The secondary damage in traumatic brain injury (TBI) can lead to lifelong disabilities, bringing enormous economic and psychological burden to patients and their families. Mitochondria, as the core mediator of the secondary injury cascade reaction in TBI, is an important target to prevent the spread of cell death and dysfunction. Thus, therapeutics that can accumulate at the damaged sites and subsequently rescue the functions of mitochondria would largely improve the outcome of TBI. Cyclosporine A (CsA), which can maintain the integrity of mitochondrial function, is among the most promising neuroprotective therapeutics for TBI treatment.

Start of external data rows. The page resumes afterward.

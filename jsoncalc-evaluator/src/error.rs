//! Evaluation error types

use thiserror::Error;

/// Errors raised while evaluating an expression tree.
///
/// `Clone` because the evaluator memoizes failures alongside successes: a
/// node that failed once against an environment fails identically on every
/// later visit.
#[derive(Error, Debug, Clone, PartialEq)]
pub enum RuntimeError {
    /// A variable name had no definition in the environment.
    #[error("no such variable defined: {name}")]
    UndefinedVariable {
        /// The environment key that was looked up.
        name: String,
    },

    /// A `$(...)` or `@(...)` name expression produced a non-string.
    #[error("calculated name must be resolved into a string")]
    InvalidCalculatedName,

    /// A member-access key expression produced something other than a plain
    /// value.
    #[error("member access key must be resolved into a string or number")]
    InvalidAccessKey,

    /// Member access was applied to a function or lambda.
    #[error("member access is allowed for value, list and record only")]
    InvalidAccessTarget,

    /// A function name had no entry in the registry.
    #[error("unknown function: {name}")]
    UnknownFunction {
        /// The registry key that was looked up.
        name: String,
    },

    /// The callee of an invocation was neither a function nor a lambda.
    #[error("only functions and lambdas can be invoked")]
    NotInvocable,

    /// A built-in was invoked with too few arguments.
    #[error("{name} expects {expected} arguments, got {actual}")]
    Arity {
        /// The function's registry key.
        name: String,
        /// How many arguments it requires.
        expected: usize,
        /// How many were supplied.
        actual: usize,
    },
}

However, the clinical application of CsA in TBI is largely hindered because of its poor access to the targets. Here, to realize targeted intracellular CsA delivery, we designed a lipoprotein biomimetic nanocarrier by incorporating CsA in the core and decorating a matrix metalloproteinase-9 activatable cell-penetrating peptide onto the surface of the lipoprotein-mimic nanocarrier. This CsA-loaded tailored reconstituted lipoprotein efficiently accumulated at the damaged brain sites, entered the target cells, bound to the membrane of mitochondria, more efficiently reduced neuronal damage, alleviated neuroinflammation, and rescued memory deficits at the dose 1/16 of free CsA in a controlled cortical impact injury mice model. The findings provide strong evidence that the secondary damages in TBI can be well controlled through targeted CsA delivery and highlight the potential of a lipoprotein biomimetic nanocarrier as a flexible nanoplatform for the management of TBI.